Volunteer Julie prepares to walk the Camino Way

Volunteer Julie prepares to walk the Camino Way

11 July 2022

MindSpace Volunteer Julie Lunt is getting ready to walk an epic 400 mile seven-week walk to raise money for MindSpace Stamford, starting on August 25. Follow her regular blog here.

Kit & Kilometres – Julie’s Blog part 1

If you are in the streets, meadows or woodlands around Stamford and happen to see a slightly dishevelled woman, wearing a skirt and carrying a backpack with a large MindSpace poster on the back, do say Hi! It will be me attempting to reach my weekly training target of 30km for my Portuguese Caminho pilgrimage walk. Overall, I am making good progress, I feel fitter with less aches and pains.

 Although I haven’t weighed my backpack recently, it must now weigh at least 6kg. I have added a 2.5 kg water bladder and an odd selection of other items including a first aid kit and a rather fetching neon blue cape. My target is to be able to carry 8kg comfortably.

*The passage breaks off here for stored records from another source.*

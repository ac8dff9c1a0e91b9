use sitelens_scanner::ScanError;
use thiserror::Error;

#[derive(Error, Debug)]
pub enum StoreError {
    #[error("Database error: {0}")]
    Database(#[from] rusqlite::Error),

    #[error("Serialization error: {0}")]
    Serialization(#[from] serde_json::Error),

    #[error("{what} not found: {id}")]
    NotFound { what: &'static str, id: String },

    #[error("Run {0} is finalized and can no longer be updated")]
    RunFinalized(String),

    #[error("Database lock poisoned")]
    LockPoisoned,
}

#[derive(Error, Debug)]
pub enum AuditError {
    #[error(transparent)]
    Store(#[from] StoreError),

    #[error(transparent)]
    Scan(#[from] ScanError),

    #[error("Configuration error: {0}")]
    Config(String),

    #[error("Site not found: {0}")]
    SiteNotFound(String),
}

pub type StoreResult<T> = std::result::Result<T, StoreError>;
pub type Result<T> = std::result::Result<T, AuditError>;
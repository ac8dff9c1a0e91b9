use crate::error::{Result, ScanError};
use crate::filter::{is_auditable, is_same_site, normalize_key, site_domain};
use futures::stream::{self, StreamExt};
use reqwest::Client;
use scraper::{Html, Selector};
use std::collections::HashSet;
use std::sync::LazyLock;
use std::time::Duration;
use tracing::{debug, info, warn};
use url::Url;

static LINK_SELECTOR: LazyLock<Selector> =
    LazyLock::new(|| Selector::parse("a[href]").expect("static selector"));

/// Same-domain link crawler used as the last-resort discovery strategy.
///
/// The crawl is two levels deep: the homepage, then up to
/// `max_second_level` of the pages it links to.
pub struct LinkCrawler {
    client: Client,
    timeout: Duration,
    max_second_level: usize,
    concurrency: usize,
}

impl LinkCrawler {
    pub fn new(client: Client, timeout: Duration) -> Self {
        Self {
            client,
            timeout,
            max_second_level: 10,
            concurrency: 4,
        }
    }

    pub fn with_max_second_level(mut self, pages: usize) -> Self {
        self.max_second_level = pages;
        self
    }

    pub fn with_concurrency(mut self, concurrency: usize) -> Self {
        self.concurrency = concurrency.max(1);
        self
    }

    /// Crawl the homepage and its first-level links.
    ///
    /// Returns an empty list when the homepage itself cannot be fetched.
    pub async fn crawl(&self, homepage: &str) -> Vec<String> {
        info!("Crawling {} for links", homepage);

        let Some(root_domain) = site_domain(homepage) else {
            warn!("Cannot crawl {}: no host", homepage);
            return Vec::new();
        };

        let first_level = match self.fetch_links(homepage, &root_domain).await {
            Ok(links) => links,
            Err(e) => {
                warn!("Crawl of homepage {} failed: {}", homepage, e);
                return Vec::new();
            }
        };

        let mut seen: HashSet<String> = HashSet::new();
        seen.insert(normalize_key(homepage));
        let mut found = vec![homepage.to_string()];
        for link in &first_level {
            if seen.insert(normalize_key(link)) {
                found.push(link.clone());
            }
        }

        let targets: Vec<String> = found
            .iter()
            .skip(1)
            .take(self.max_second_level)
            .cloned()
            .collect();

        debug!("Fetching {} second-level pages", targets.len());

        // `buffered` keeps results in submission order so the merged list is stable.
        let second_level: Vec<Vec<String>> = stream::iter(targets)
            .map(|url| {
                let root_domain = root_domain.clone();
                async move {
                    match self.fetch_links(&url, &root_domain).await {
                        Ok(links) => links,
                        Err(e) => {
                            debug!("Second-level fetch {} failed: {}", url, e);
                            Vec::new()
                        }
                    }
                }
            })
            .buffered(self.concurrency)
            .collect()
            .await;

        for link in second_level.into_iter().flatten() {
            if seen.insert(normalize_key(&link)) {
                found.push(link);
            }
        }

        info!("Crawl of {} found {} URLs", homepage, found.len());
        found
    }

    async fn fetch_links(&self, url: &str, root_domain: &str) -> Result<Vec<String>> {
        let response = self
            .client
            .get(url)
            .timeout(self.timeout)
            .send()
            .await?;

        if !response.status().is_success() {
            return Err(ScanError::Other(format!(
                "{} returned {}",
                url,
                response.status()
            )));
        }

        let is_html = response
            .headers()
            .get("content-type")
            .and_then(|v| v.to_str().ok())
            .map(|ct| ct.contains("text/html"))
            .unwrap_or(true);

        let body = response.text().await?;
        if !is_html {
            return Ok(Vec::new());
        }
        Ok(extract_links(&body, url, root_domain))
    }
}

/// Extract auditable same-site links from a page, in document order.
pub fn extract_links(html: &str, current_url: &str, root_domain: &str) -> Vec<String> {
    let document = Html::parse_document(html);
    let mut links = Vec::new();

    for element in document.select(&LINK_SELECTOR) {
        let Some(href) = element.value().attr("href") else {
            continue;
        };
        let Some(absolute_url) = resolve_url(current_url, href) else {
            continue;
        };
        if is_same_site(&absolute_url, root_domain) && is_auditable(&absolute_url) {
            links.push(absolute_url);
        } else {
            debug!("  -> Skipping {}", absolute_url);
        }
    }

    links
}

/// Resolve an `href` against the page it appeared on, dropping the fragment.
pub fn resolve_url(base: &str, href: &str) -> Option<String> {
    let href = href.trim();
    // Skip empty, javascript:, mailto:, tel:, etc.
    if href.is_empty()
        || href.starts_with("javascript:")
        || href.starts_with("mailto:")
        || href.starts_with("tel:")
        || href.starts_with("data:")
        || href.starts_with('#')
    {
        return None;
    }

    let base_url = Url::parse(base).ok()?;
    let mut resolved = base_url.join(href).ok()?;
    if !matches!(resolved.scheme(), "http" | "https") {
        return None;
    }
    resolved.set_fragment(None);

    Some(resolved.to_string())
}
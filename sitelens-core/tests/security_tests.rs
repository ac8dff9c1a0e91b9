// Tests for passive page checks and robots/sitemap validation

use reqwest::header::{HeaderMap, HeaderValue};
use sitelens_core::security::{
    BasicStaticAnalyzer, check_document, check_insecure_transport, check_security_headers,
    document_language, robots_blocks_all,
};
use sitelens_scanner::StaticAnalyzer;
use sitelens_scanner::issue::{Category, Issue, IssueSource, Severity, messages};
use std::time::Duration;
use wiremock::matchers::{method, path};
use wiremock::{Mock, MockServer, ResponseTemplate};

const GOOD_PAGE: &str = r#"<!DOCTYPE html>
<html lang="en">
<head>
  <title>Acme Widgets</title>
  <meta name="description" content="Widgets for every occasion">
  <meta name="viewport" content="width=device-width, initial-scale=1">
</head>
<body>
  <h1>Welcome</h1>
  <img src="/logo.png" alt="Acme logo">
</body>
</html>"#;

fn messages_of(issues: &[Issue]) -> Vec<&str> {
    issues.iter().map(|i| i.message.as_str()).collect()
}

fn find<'a>(issues: &'a [Issue], message: &str) -> &'a Issue {
    issues
        .iter()
        .find(|i| i.message == message)
        .unwrap_or_else(|| panic!("no {} issue in {:?}", message, messages_of(issues)))
}

// ============================================================================
// Insecure Transport Tests
// ============================================================================

#[test]
fn test_http_is_flagged() {
    let issue = check_insecure_transport("http://example.com/").unwrap();
    assert_eq!(issue.message, messages::INSECURE_TRANSPORT);
    assert_eq!(issue.severity, Severity::Warning);
    assert_eq!(issue.url.as_deref(), Some("http://example.com/"));
}

#[test]
fn test_https_is_not_flagged() {
    assert!(check_insecure_transport("https://example.com/").is_none());
}

#[test]
fn test_local_hosts_are_exempt() {
    assert!(check_insecure_transport("http://localhost:3000/").is_none());
    assert!(check_insecure_transport("http://127.0.0.1:8080/").is_none());
    assert!(check_insecure_transport("http://127.1.2.3/").is_none());
}

#[test]
fn test_unparseable_url_is_ignored() {
    assert!(check_insecure_transport("not a url").is_none());
}

// ============================================================================
// Security Header Tests
// ============================================================================

#[test]
fn test_all_headers_present() {
    let mut headers = HeaderMap::new();
    headers.insert("x-frame-options", HeaderValue::from_static("DENY"));
    headers.insert("content-security-policy", HeaderValue::from_static("default-src 'self'"));
    headers.insert("strict-transport-security", HeaderValue::from_static("max-age=63072000"));
    headers.insert("x-content-type-options", HeaderValue::from_static("nosniff"));

    assert!(check_security_headers("https://example.com/", &headers).is_none());
}

#[test]
fn test_missing_headers_reported_once() {
    let mut headers = HeaderMap::new();
    headers.insert("x-frame-options", HeaderValue::from_static("DENY"));

    let issue = check_security_headers("https://example.com/", &headers).unwrap();
    assert_eq!(issue.message, messages::MISSING_SECURITY_HEADER);
    assert_eq!(issue.severity, Severity::Notice);

    let missing = issue.details.as_ref().unwrap()["missing"].as_array().unwrap();
    assert_eq!(missing.len(), 3);
    assert!(missing.iter().any(|h| h == "strict-transport-security"));
}

#[test]
fn test_hsts_not_expected_over_http() {
    let mut headers = HeaderMap::new();
    headers.insert("x-frame-options", HeaderValue::from_static("DENY"));
    headers.insert("content-security-policy", HeaderValue::from_static("default-src 'self'"));
    headers.insert("x-content-type-options", HeaderValue::from_static("nosniff"));

    assert!(check_security_headers("http://example.com/", &headers).is_none());
}

// ============================================================================
// Document Check Tests
// ============================================================================

#[test]
fn test_clean_document_has_no_issues() {
    let issues = check_document(GOOD_PAGE, "https://example.com/");
    assert!(issues.is_empty(), "unexpected: {:?}", messages_of(&issues));
    assert_eq!(document_language(GOOD_PAGE).as_deref(), Some("en"));
}

#[test]
fn test_bare_document_reports_every_gap() {
    let html = r#"<html><body><img src="/a.png"><img src="/b.png" alt=""></body></html>"#;
    let issues = check_document(html, "https://example.com/bare");

    assert_eq!(find(&issues, messages::MISSING_TITLE).severity, Severity::Error);
    assert_eq!(find(&issues, messages::MISSING_META_DESCRIPTION).severity, Severity::Warning);
    assert_eq!(find(&issues, messages::MISSING_H1).category, Category::Technical);
    assert_eq!(find(&issues, messages::MISSING_LANG).category, Category::Accessibility);
    assert_eq!(find(&issues, messages::MISSING_VIEWPORT).category, Category::Visual);

    let alt = find(&issues, messages::IMAGES_MISSING_ALT);
    let details = alt.details.as_ref().unwrap();
    assert_eq!(details["missing"], 1);
    assert_eq!(details["total"], 2);

    assert!(issues.iter().all(|i| i.source == IssueSource::StaticAnalyzer));
    assert!(issues.iter().all(|i| i.url.as_deref() == Some("https://example.com/bare")));
    assert_eq!(document_language(html), None);
}

#[test]
fn test_long_title_is_a_notice() {
    let title = "A".repeat(75);
    let html = GOOD_PAGE.replace("Acme Widgets", &title);
    let issues = check_document(&html, "https://example.com/");

    let issue = find(&issues, messages::TITLE_TOO_LONG);
    assert_eq!(issue.severity, Severity::Notice);
    assert_eq!(issue.details.as_ref().unwrap()["length"], 75);
}

#[test]
fn test_analyze_combines_page_checks() {
    let analyzer = BasicStaticAnalyzer::new().unwrap();
    let issues = analyzer.analyze(
        GOOD_PAGE,
        "http://example.com/",
        &HeaderMap::new(),
        Duration::from_millis(1500),
    );

    let names = messages_of(&issues);
    assert!(names.contains(&messages::INSECURE_TRANSPORT));
    assert!(names.contains(&messages::MISSING_SECURITY_HEADER));
    assert!(names.contains(&messages::SLOW_TTFB));
    assert!(!names.contains(&messages::MISSING_TITLE));
}

// ============================================================================
// Robots Parsing Tests
// ============================================================================

#[test]
fn test_wildcard_disallow_root_blocks_all() {
    assert!(robots_blocks_all("User-agent: *\nDisallow: /\n"));
    assert!(robots_blocks_all("user-agent: *\n# everything\ndisallow: / # closed\n"));
}

#[test]
fn test_specific_agent_block_is_ignored() {
    let robots = "User-agent: BadBot\nDisallow: /\n\nUser-agent: *\nDisallow: /private/\n";
    assert!(!robots_blocks_all(robots));
}

#[test]
fn test_shared_group_with_wildcard() {
    let robots = "User-agent: Googlebot\nUser-agent: *\nDisallow: /\n";
    assert!(robots_blocks_all(robots));
}

#[test]
fn test_empty_disallow_allows_everything() {
    assert!(!robots_blocks_all("User-agent: *\nDisallow:\n"));
    assert!(!robots_blocks_all(""));
}

// ============================================================================
// Robots And Sitemap Tests
// ============================================================================

fn analyzer() -> BasicStaticAnalyzer {
    BasicStaticAnalyzer::with_client(reqwest::Client::new())
        .with_timeouts(Duration::from_secs(2), Duration::from_secs(2))
}

#[tokio::test]
async fn test_missing_robots_and_sitemap() {
    let server = MockServer::start().await;

    let issues = analyzer().check_robots_and_sitemap(&server.uri()).await;

    let robots = find(&issues, messages::ROBOTS_MISSING);
    assert_eq!(robots.severity, Severity::Warning);
    assert_eq!(robots.url, Some(format!("{}/robots.txt", server.uri())));

    let sitemap = find(&issues, messages::SITEMAP_UNREACHABLE);
    assert_eq!(sitemap.url, Some(format!("{}/sitemap.xml", server.uri())));
    assert!(issues.iter().all(|i| i.source == IssueSource::SiteChecks));
}

#[tokio::test]
async fn test_robots_blocking_all_is_an_error() {
    let server = MockServer::start().await;
    Mock::given(method("GET"))
        .and(path("/robots.txt"))
        .respond_with(ResponseTemplate::new(200).set_body_string("User-agent: *\nDisallow: /\n"))
        .mount(&server)
        .await;

    let issues = analyzer().check_robots_and_sitemap(&server.uri()).await;
    assert_eq!(find(&issues, messages::ROBOTS_BLOCKS_ALL).severity, Severity::Error);
}

#[tokio::test]
async fn test_declared_sitemap_is_checked() {
    let server = MockServer::start().await;
    let robots = format!(
        "User-agent: *\nDisallow: /admin/\nSitemap: {}/maps/main.xml\n",
        server.uri()
    );
    Mock::given(method("GET"))
        .and(path("/robots.txt"))
        .respond_with(ResponseTemplate::new(200).set_body_string(robots))
        .mount(&server)
        .await;
    Mock::given(method("GET"))
        .and(path("/maps/main.xml"))
        .respond_with(ResponseTemplate::new(200).set_body_string("<urlset/>"))
        .mount(&server)
        .await;

    let issues = analyzer()
        .check_robots_and_sitemap(&format!("{}/", server.uri()))
        .await;

    assert_eq!(find(&issues, messages::ROBOTS_OK).severity, Severity::Passed);
    let sitemap = find(&issues, messages::SITEMAP_OK);
    assert_eq!(sitemap.severity, Severity::Passed);
    assert_eq!(sitemap.url, Some(format!("{}/maps/main.xml", server.uri())));
}

#[tokio::test]
async fn test_robots_without_sitemap_directive() {
    let server = MockServer::start().await;
    Mock::given(method("GET"))
        .and(path("/robots.txt"))
        .respond_with(ResponseTemplate::new(200).set_body_string("User-agent: *\nDisallow:\n"))
        .mount(&server)
        .await;
    Mock::given(method("GET"))
        .and(path("/sitemap.xml"))
        .respond_with(ResponseTemplate::new(200).set_body_string("<urlset/>"))
        .mount(&server)
        .await;

    let issues = analyzer().check_robots_and_sitemap(&server.uri()).await;
    assert_eq!(find(&issues, messages::ROBOTS_NO_SITEMAP).severity, Severity::Notice);
    assert!(messages_of(&issues).contains(&messages::SITEMAP_OK));
}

I really wanted neon orange MindSpace cape but unfortunately, they were sold out, so neon blue is the next best thing! It is rather ridiculous, but I am sure to be seen, it has the advantage of going over a backpack and it’s cooler than a jacket. Pilgrims can take their pack off and root around in it underneath the cape without getting anything wet. This is a huge advantage, as Santiago de Compostela is situated in Galicia on the far Northwest coast of Spain and is notorious for it’s rain!

 A cape, along with a staff, has been standard pilgrim garb for centuries, often with the shell symbol of the Camino on the back. It would have been used to keep pilgrims warm and dry in bad weather and double up as a blanket in the ‘refugios’. The tradition remains, although modern cape fabrics are breathable and waterproof and the staff is often replaced with walking poles, although some pilgrims still use a wooden staff.

The water bladder is a strong plastic bag incorporating a tube with valves to aid suction and stop leakage and from which I can drink if I bite on the end valve to open it. The bag sits in a pouch inside my backpack and the tube threads out through a hole made especially for the purpose and attaches to my shoulder strap with the aid of a couple of magnets. It all seems rather wonderful and easy to use, avoiding the need to take the pack off and fish out a water bottle. However, there is a significant flaw! At the moment the water tastes of plastic which is rather unpleasant and I am working my way through recommendations from the various blogs I follow, to try and rectify it. So far, I have tried filling it with water and putting it in the freezer with a modicum of success, added ½ a Milton tablet, which was more effective but I have a lemon lined up ready if that doesn’t work. I am pretty sure it is just because it is ‘new’ and I will let you know how I get on.

Hiking in a skirt! I hear you gasp! It’s OK, thin Lycra cycling shorts are just the ticket!